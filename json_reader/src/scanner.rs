use crate::{
    error::{LexError, LexErrorKind},
    token::{Token, TokenKind},
};

#[derive(Debug, Clone)]
pub struct Scanner<'a> {
    source: &'a str,
    token_start: usize,
    current: usize,
}

impl<'a> Scanner<'a> {
    pub fn init(source: &'a str) -> Self {
        Self {
            source,
            current: 0,
            token_start: 0,
        }
    }

    fn make_token(&mut self, kind: TokenKind) -> Token {
        let start = self.token_start;
        self.token_start = self.current;

        Token::init(kind, &self.source[start..self.current], start)
    }

    fn make_err(&self, kind: LexErrorKind, position: usize) -> LexError {
        LexError { kind, position }
    }

    fn advance(&mut self) -> Option<char> {
        // Step over the whole UTF-8 sequence, not just one byte
        let c = self.peek()?;
        self.current += c.len_utf8();
        Some(c)
    }

    fn peek(&self) -> Option<char> {
        self.source[self.current..].chars().next()
    }

    fn skip_whitespace(&mut self) {
        while matches!(self.peek(), Some(c) if c.is_whitespace()) {
            self.advance();
        }
    }

    fn digits(&mut self) -> usize {
        let mut count = 0;
        while matches!(self.peek(), Some(c) if c.is_ascii_digit()) {
            self.advance();
            count += 1;
        }

        count
    }

    fn number(&mut self) -> Result<Token, LexError> {
        // Optional sign, then at least one digit
        if self.peek() == Some('-') {
            self.advance();
        }

        if self.digits() == 0 {
            return Err(self.make_err(LexErrorKind::MalformedNumber, self.current));
        }

        // A `.` must be followed by at least one digit. Exponents are not part of
        // the grammar, so an `e` is left for the next scan to reject.
        if self.peek() == Some('.') {
            self.advance();
            if self.digits() == 0 {
                return Err(self.make_err(LexErrorKind::MalformedNumber, self.current));
            }
        }

        Ok(self.make_token(TokenKind::NumberLit))
    }

    fn string(&mut self) -> Result<Token, LexError> {
        let open = self.token_start;

        // Skip opening quote
        self.advance();

        loop {
            match self.advance() {
                None => return Err(self.make_err(LexErrorKind::UnterminatedString, open)),
                Some('"') => break,
                Some('\\') => {
                    // Keep the escape and the escaped character as-is
                    if self.advance().is_none() {
                        return Err(self.make_err(LexErrorKind::UnterminatedString, open));
                    }
                }
                Some(_) => {}
            }
        }

        let payload = &self.source[open + 1..self.current - 1];
        let token = Token::init(TokenKind::StringLit, payload, open);
        self.token_start = self.current;

        Ok(token)
    }

    fn keyword(&mut self, word: &str, kind: TokenKind) -> Result<Token, LexError> {
        if !self.source[self.current..].starts_with(word) {
            let c = self.peek().unwrap_or_default();
            return Err(self.make_err(LexErrorKind::UnexpectedCharacter(c), self.current));
        }

        self.current += word.len();
        Ok(self.make_token(kind))
    }

    fn symbol(&mut self, kind: TokenKind) -> Token {
        self.advance();
        self.make_token(kind)
    }

    pub fn next_token(&mut self) -> Result<Option<Token>, LexError> {
        self.skip_whitespace();
        self.token_start = self.current;

        let Some(c) = self.peek() else {
            return Ok(None);
        };

        let token = match c {
            '{' => self.symbol(TokenKind::OpenObject),
            '}' => self.symbol(TokenKind::CloseObject),
            '[' => self.symbol(TokenKind::OpenArray),
            ']' => self.symbol(TokenKind::CloseArray),
            ':' => self.symbol(TokenKind::Colon),
            ',' => self.symbol(TokenKind::Comma),
            '"' => self.string()?,
            't' => self.keyword("true", TokenKind::BoolLit)?,
            'f' => self.keyword("false", TokenKind::BoolLit)?,
            'n' => self.keyword("null", TokenKind::NullLit)?,
            c if c.is_ascii_digit() || c == '-' => self.number()?,
            c => {
                return Err(self.make_err(LexErrorKind::UnexpectedCharacter(c), self.current));
            }
        };

        Ok(Some(token))
    }
}

/// Scan `source` into its full token sequence.
///
/// Empty or whitespace-only input gives an empty sequence; rejecting it is up to
/// the caller.
pub fn tokenize(source: &str) -> Result<Vec<Token>, LexError> {
    let mut scanner = Scanner::init(source);
    let mut tokens = Vec::new();

    loop {
        match scanner.next_token() {
            Ok(Some(token)) => tokens.push(token),
            Ok(None) => break,
            Err(err) => {
                tracing::debug!(%err, "tokenizing failed");
                return Err(err);
            }
        }
    }

    tracing::trace!(count = tokens.len(), bytes = source.len(), "tokenized input");
    Ok(tokens)
}
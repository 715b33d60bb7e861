use crate::{ConvertError, FromValue, Value};

impl FromValue for Value {
    fn from_value(value: Value) -> Result<Self, ConvertError> {
        Ok(value)
    }
}

impl<T: FromValue> FromValue for Box<T> {
    fn from_value(value: Value) -> Result<Self, ConvertError> {
        T::from_value(value).map(Box::new)
    }

    fn missing_field(name: &str) -> Result<Self, ConvertError> {
        T::missing_field(name).map(Box::new)
    }
}
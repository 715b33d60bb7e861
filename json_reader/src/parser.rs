use crate::{
    error::{ParseError, ParseErrorKind},
    options::ParseOptions,
    token::{Token, TokenKind},
    value::{Object, Value},
};

/// Recursive-descent parser over a borrowed token sequence.
///
/// The cursor lives inside the parser and [`Parser::parse`] consumes it, so a
/// token sequence can be parsed any number of times but never from a position
/// left behind by an earlier parse.
#[derive(Debug, Clone)]
pub struct Parser<'t> {
    tokens: &'t [Token],
    cursor: usize,
    depth: usize,
    options: ParseOptions,
}

impl<'t> Parser<'t> {
    pub fn new(tokens: &'t [Token], options: ParseOptions) -> Self {
        Self {
            tokens,
            cursor: 0,
            depth: 0,
            options,
        }
    }

    pub fn parse(mut self) -> Result<Value, ParseError> {
        let value = self.parse_value()?;

        if !self.options.allow_trailing_tokens && self.cursor < self.tokens.len() {
            return Err(self.make_err(ParseErrorKind::TrailingTokens));
        }

        Ok(value)
    }

    fn make_err(&self, kind: ParseErrorKind) -> ParseError {
        ParseError {
            kind,
            position: self.cursor,
            lexeme: self.peek().map(|token| token.text.clone()),
        }
    }

    fn peek(&self) -> Option<&'t Token> {
        self.tokens.get(self.cursor)
    }

    fn peek_kind(&self) -> Option<TokenKind> {
        self.peek().map(|token| token.kind)
    }

    fn peek_next_kind(&self) -> Option<TokenKind> {
        self.tokens.get(self.cursor + 1).map(|token| token.kind)
    }

    fn advance(&mut self) -> Option<&'t Token> {
        let token = self.peek()?;
        self.cursor += 1;
        Some(token)
    }

    /// Consume a token of `kind`, or fail with `kind_err`.
    fn consume(
        &mut self,
        kind: TokenKind,
        kind_err: ParseErrorKind,
    ) -> Result<&'t Token, ParseError> {
        match self.peek() {
            Some(token) if token.kind == kind => {
                self.cursor += 1;
                Ok(token)
            }
            Some(_) => Err(self.make_err(kind_err)),
            None => Err(self.make_err(ParseErrorKind::UnexpectedEnd)),
        }
    }

    fn enter(&mut self) -> Result<(), ParseError> {
        if self.depth >= self.options.max_depth {
            return Err(self.make_err(ParseErrorKind::NestingTooDeep(self.options.max_depth)));
        }

        self.depth += 1;
        Ok(())
    }

    fn parse_value(&mut self) -> Result<Value, ParseError> {
        let Some(token) = self.peek() else {
            return Err(self.make_err(ParseErrorKind::ExpectedValue));
        };

        let value = match token.kind {
            TokenKind::OpenObject => return self.parse_object(),
            TokenKind::OpenArray => return self.parse_array(),
            TokenKind::StringLit => Value::String(token.text.clone()),
            TokenKind::NumberLit => {
                let number = token
                    .text
                    .parse::<f64>()
                    .map_err(|_| self.make_err(ParseErrorKind::InvalidNumber))?;
                Value::Number(number)
            }
            // NOTE: the scanner only emits `true` or `false` for this kind
            TokenKind::BoolLit => Value::Bool(token.text == "true"),
            TokenKind::NullLit => Value::Null,
            _ => return Err(self.make_err(ParseErrorKind::ExpectedValue)),
        };

        self.advance();
        Ok(value)
    }

    fn parse_object(&mut self) -> Result<Value, ParseError> {
        self.enter()?;
        self.consume(TokenKind::OpenObject, ParseErrorKind::ExpectedValue)?;

        let mut object = Object::new();

        // Loop through all members, until reaching the closing brace
        loop {
            match self.peek_kind() {
                None => return Err(self.make_err(ParseErrorKind::UnexpectedEnd)),
                Some(TokenKind::CloseObject) => break,
                Some(_) => {}
            }

            let key = self.consume(TokenKind::StringLit, ParseErrorKind::ExpectedStringKey)?;
            self.consume(TokenKind::Colon, ParseErrorKind::ExpectedColon)?;

            let value = self.parse_value()?;
            object.insert(key.text.clone(), value);

            // A comma directly before `}` is a trailing comma and falls through
            // to the error below
            match self.peek_kind() {
                Some(TokenKind::Comma) if self.peek_next_kind() != Some(TokenKind::CloseObject) => {
                    self.advance();
                }
                Some(TokenKind::CloseObject) => {}
                None => return Err(self.make_err(ParseErrorKind::UnexpectedEnd)),
                Some(_) => return Err(self.make_err(ParseErrorKind::ExpectedCommaOrBrace)),
            }
        }

        self.consume(TokenKind::CloseObject, ParseErrorKind::ExpectedCommaOrBrace)?;
        self.depth -= 1;

        Ok(Value::Object(object))
    }

    fn parse_array(&mut self) -> Result<Value, ParseError> {
        self.enter()?;
        self.consume(TokenKind::OpenArray, ParseErrorKind::ExpectedValue)?;

        let mut elems = Vec::new();

        // Loop through all elements, until reaching the closing bracket
        loop {
            match self.peek_kind() {
                None => return Err(self.make_err(ParseErrorKind::UnexpectedEnd)),
                Some(TokenKind::CloseArray) => break,
                Some(_) => {}
            }

            elems.push(self.parse_value()?);

            match self.peek_kind() {
                Some(TokenKind::Comma) if self.peek_next_kind() != Some(TokenKind::CloseArray) => {
                    self.advance();
                }
                Some(TokenKind::CloseArray) => {}
                None => return Err(self.make_err(ParseErrorKind::UnexpectedEnd)),
                Some(_) => return Err(self.make_err(ParseErrorKind::ExpectedCommaOrBracket)),
            }
        }

        self.consume(TokenKind::CloseArray, ParseErrorKind::ExpectedCommaOrBracket)?;
        self.depth -= 1;

        Ok(Value::Array(elems))
    }
}

/// Parse a token sequence with [`ParseOptions::strict`].
pub fn parse_tokens(tokens: &[Token]) -> Result<Value, ParseError> {
    parse_tokens_with_options(tokens, ParseOptions::default())
}

pub fn parse_tokens_with_options(
    tokens: &[Token],
    options: ParseOptions,
) -> Result<Value, ParseError> {
    let result = Parser::new(tokens, options).parse();

    match &result {
        Ok(value) => tracing::trace!(kind = value.type_name(), "parsed token sequence"),
        Err(err) => tracing::debug!(%err, lexeme = ?err.lexeme, "parsing failed"),
    }

    result
}
extern crate proc_macro;
use proc_macro::TokenStream;
use quote::{format_ident, quote};
use syn::{
    Data, DeriveInput, Error, Fields, LitStr, ext::IdentExt, parse_macro_input, parse_quote,
};

#[proc_macro_derive(FromValue)]
pub fn derive_from_value(input: TokenStream) -> TokenStream {
    let input = parse_macro_input!(input as DeriveInput);

    // TODO: support enums, e.g. unit variants from strings
    let schema = if let Data::Struct(data) = &input.data {
        data
    } else {
        return Error::new_spanned(&input, "FromValue can only be derived for structs")
            .to_compile_error()
            .into();
    };

    let fields = if let Fields::Named(data) = &schema.fields {
        data
    } else {
        return Error::new_spanned(
            &input,
            "FromValue can only be derived for structs with named fields",
        )
        .to_compile_error()
        .into();
    };

    let struct_name = &input.ident;

    let mut generics = input.generics.clone();
    for param in generics.type_params_mut() {
        param.bounds.push(parse_quote!(::json_reader::FromValue));
    }
    let (impl_generics, ty_generics, where_clause) = generics.split_for_impl();

    // (field ident, local slot ident, JSON key, field type)
    let members: Vec<_> = fields
        .named
        .iter()
        .filter_map(|f| {
            let ident = f.ident.as_ref()?;
            let slot = format_ident!("__field_{}", ident.unraw());
            let key = LitStr::new(&ident.unraw().to_string(), ident.span());
            Some((ident, slot, key, &f.ty))
        })
        .collect();

    let slot_decls = members.iter().map(|(_, slot, _, ty)| {
        quote! {
            let mut #slot: ::core::option::Option<#ty> = ::core::option::Option::None;
        }
    });

    let member_branches = members.iter().map(|(_, slot, key, ty)| {
        quote! {
            #key => {
                #slot = ::core::option::Option::Some(
                    <#ty as ::json_reader::FromValue>::from_value(__value)
                        .map_err(|err| err.in_field(#key))?,
                );
            }
        }
    });

    let constructor_fields = members.iter().map(|(ident, slot, key, ty)| {
        quote! {
            #ident: match #slot {
                ::core::option::Option::Some(value) => value,
                ::core::option::Option::None => <#ty as ::json_reader::FromValue>::missing_field(#key)?,
            }
        }
    });

    let expanded = quote! {
        impl #impl_generics ::json_reader::FromValue for #struct_name #ty_generics #where_clause {
            fn from_value(
                value: ::json_reader::Value,
            ) -> ::core::result::Result<Self, ::json_reader::ConvertError> {
                let __object = match value {
                    ::json_reader::Value::Object(object) => object,
                    other => {
                        return ::core::result::Result::Err(::json_reader::ConvertError::TypeMismatch {
                            expected: "object",
                            found: other.type_name(),
                        });
                    }
                };

                #( #slot_decls )*

                for (__key, __value) in __object {
                    match __key.as_str() {
                        #( #member_branches )*
                        __unknown => {
                            return ::core::result::Result::Err(
                                ::json_reader::ConvertError::UnknownField(__unknown.to_string()),
                            );
                        }
                    }
                }

                ::core::result::Result::Ok(#struct_name {
                    #( #constructor_fields ),*
                })
            }
        }
    };

    expanded.into()
}
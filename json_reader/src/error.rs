use std::fmt;

use thiserror::Error;

/// Failure while scanning raw text into tokens.
#[derive(Debug, Clone, PartialEq, Eq, Error)]
#[error("{kind} at position {position}")]
pub struct LexError {
    pub kind: LexErrorKind,
    /// Byte offset into the source
    pub position: usize,
}

#[derive(Debug, Clone, PartialEq, Eq, Error)]
pub enum LexErrorKind {
    #[error("Unexpected character '{0}'")]
    UnexpectedCharacter(char),
    #[error("Unterminated string")]
    UnterminatedString,
    #[error("Malformed number")]
    MalformedNumber,
}

/// Failure while building a value from a token sequence.
#[derive(Debug, Clone, PartialEq, Eq, Error)]
#[error("{kind} at position {position}")]
pub struct ParseError {
    pub kind: ParseErrorKind,
    /// Index into the token sequence
    pub position: usize,
    /// Text of the offending token, `None` when the tokens ran out
    pub lexeme: Option<String>,
}

#[derive(Debug, Clone, PartialEq, Eq, Error)]
pub enum ParseErrorKind {
    #[error("Expected value")]
    ExpectedValue,
    #[error("Expected string key")]
    ExpectedStringKey,
    #[error("Expected colon")]
    ExpectedColon,
    #[error("Expected comma or closing brace")]
    ExpectedCommaOrBrace,
    #[error("Expected comma or closing bracket")]
    ExpectedCommaOrBracket,
    #[error("Unexpected end of input")]
    UnexpectedEnd,
    #[error("Invalid number literal")]
    InvalidNumber,
    #[error("Unexpected trailing token")]
    TrailingTokens,
    #[error("Nesting deeper than {0} levels")]
    NestingTooDeep(usize),
}

/// Failure while converting a [`Value`](crate::Value) into a Rust type.
#[derive(Debug, Clone, PartialEq, Error)]
pub enum ConvertError {
    #[error("expected {expected}, found {found}")]
    TypeMismatch {
        expected: &'static str,
        found: &'static str,
    },
    #[error("number {value} does not fit in {target}")]
    NumberOutOfRange { value: f64, target: &'static str },
    #[error("missing field `{0}`")]
    MissingField(String),
    #[error("unknown field `{0}`")]
    UnknownField(String),
    #[error("field `{field}`: {source}")]
    Field {
        field: String,
        source: Box<ConvertError>,
    },
    #[error("element {index}: {source}")]
    Element {
        index: usize,
        source: Box<ConvertError>,
    },
}

impl ConvertError {
    pub fn in_field(self, field: &str) -> Self {
        Self::Field {
            field: field.to_string(),
            source: Box::new(self),
        }
    }

    pub fn in_element(self, index: usize) -> Self {
        Self::Element {
            index,
            source: Box::new(self),
        }
    }
}

#[derive(Debug, Clone, Copy, PartialEq, Eq)]
pub enum Stage {
    Input,
    Lex,
    Parse,
    Convert,
}

impl fmt::Display for Stage {
    fn fmt(&self, f: &mut fmt::Formatter<'_>) -> fmt::Result {
        f.write_str(match self {
            Self::Input => "input",
            Self::Lex => "lex",
            Self::Parse => "parse",
            Self::Convert => "convert",
        })
    }
}

/// Any failure surfaced by the crate's entry points.
#[derive(Debug, Clone, PartialEq, Error)]
pub enum Error {
    #[error("input error: Invalid JSON input at position 0")]
    EmptyInput,
    #[error("lex error: {0}")]
    Lex(#[from] LexError),
    #[error("parse error: {0}")]
    Parse(#[from] ParseError),
    #[error("convert error: {0}")]
    Convert(#[from] ConvertError),
}

impl Error {
    pub fn stage(&self) -> Stage {
        match self {
            Self::EmptyInput => Stage::Input,
            Self::Lex(_) => Stage::Lex,
            Self::Parse(_) => Stage::Parse,
            Self::Convert(_) => Stage::Convert,
        }
    }

    /// Byte offset for lex errors, token index for parse errors.
    pub fn position(&self) -> Option<usize> {
        match self {
            Self::EmptyInput => Some(0),
            Self::Lex(err) => Some(err.position),
            Self::Parse(err) => Some(err.position),
            Self::Convert(_) => None,
        }
    }
}
use super::mismatch;
use crate::{ConvertError, FromValue, Value};

fn number(value: Value) -> Result<f64, ConvertError> {
    match value {
        Value::Number(n) => Ok(n),
        other => Err(mismatch("number", &other)),
    }
}

// Integers accept whole numbers only, within the target's range
macro_rules! impl_from_value_for_int {
    ($($ty:ty),*) => {
        $(
            impl FromValue for $ty {
                fn from_value(value: Value) -> Result<Self, ConvertError> {
                    let n = number(value)?;
                    if n.fract() == 0.0 && n >= <$ty>::MIN as f64 && n < <$ty>::MAX as f64 + 1.0 {
                        Ok(n as $ty)
                    } else {
                        Err(ConvertError::NumberOutOfRange {
                            value: n,
                            target: stringify!($ty),
                        })
                    }
                }
            }
        )*
    };
}

impl_from_value_for_int!(i8, i16, i32, i64, i128, isize, u8, u16, u32, u64, u128, usize);

impl FromValue for f64 {
    fn from_value(value: Value) -> Result<Self, ConvertError> {
        number(value)
    }
}

impl FromValue for f32 {
    fn from_value(value: Value) -> Result<Self, ConvertError> {
        let n = number(value)?;
        let narrowed = n as f32;
        if narrowed.is_finite() {
            Ok(narrowed)
        } else {
            Err(ConvertError::NumberOutOfRange {
                value: n,
                target: "f32",
            })
        }
    }
}

impl FromValue for bool {
    fn from_value(value: Value) -> Result<Self, ConvertError> {
        match value {
            Value::Bool(b) => Ok(b),
            other => Err(mismatch("boolean", &other)),
        }
    }
}
//! Display surfaces for finished stream images.

use image::{ImageFormat, RgbImage};
use std::path::{Path, PathBuf};
use thiserror::Error;

#[derive(Error, Debug)]
pub enum DisplayError {
    #[error("{}: {source}", path.display())]
    Io {
        path: PathBuf,
        #[source]
        source: std::io::Error,
    },
    #[error("cannot encode {}: {source}", path.display())]
    Encode {
        path: PathBuf,
        #[source]
        source: image::ImageError,
    },
}

pub trait DisplaySink: Send {
    fn show(&mut self, stream_id: usize, image: &RgbImage) -> Result<(), DisplayError>;
}

/// Overwrites `<dir>/stream-<i>.png` with the latest image of each stream.
pub struct PngDirSink {
    dir: PathBuf,
}

impl PngDirSink {
    pub fn create(dir: &Path) -> Result<Self, DisplayError> {
        std::fs::create_dir_all(dir).map_err(|source| DisplayError::Io {
            path: dir.to_path_buf(),
            source,
        })?;
        Ok(Self {
            dir: dir.to_path_buf(),
        })
    }

    pub fn path_for(&self, stream_id: usize) -> PathBuf {
        self.dir.join(format!("stream-{stream_id}.png"))
    }
}

impl DisplaySink for PngDirSink {
    fn show(&mut self, stream_id: usize, image: &RgbImage) -> Result<(), DisplayError> {
        let path = self.path_for(stream_id);
        // Readers never see a half-written file.
        let tmp = self.dir.join(format!(".stream-{stream_id}.png.tmp"));
        image
            .save_with_format(&tmp, ImageFormat::Png)
            .map_err(|source| DisplayError::Encode {
                path: tmp.clone(),
                source,
            })?;
        std::fs::rename(&tmp, &path).map_err(|source| DisplayError::Io { path, source })
    }
}

/// Discards every image.
pub struct NullSink;

impl DisplaySink for NullSink {
    fn show(&mut self, _stream_id: usize, _image: &RgbImage) -> Result<(), DisplayError> {
        Ok(())
    }
}

#[cfg(test)]
mod tests {
    use super::*;

    #[test]
    fn test_png_sink_overwrites_per_stream_file() {
        let dir = tempfile::tempdir().unwrap();
        let mut sink = PngDirSink::create(&dir.path().join("out")).unwrap();

        sink.show(1, &RgbImage::new(4, 4)).unwrap();
        sink.show(1, &RgbImage::new(8, 6)).unwrap();

        let img = image::open(sink.path_for(1)).unwrap();
        assert_eq!((img.width(), img.height()), (8, 6));
        assert!(!sink.path_for(0).exists());
        let names: Vec<_> = std::fs::read_dir(dir.path().join("out"))
            .unwrap()
            .map(|e| e.unwrap().file_name())
            .collect();
        assert_eq!(names, vec!["stream-1.png"]);
    }
}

────────────────────

__What to work on__
Work through the entries above line by line, counting each one that includes the word "EmptyInput", and give the final number only.

__Your solution__
3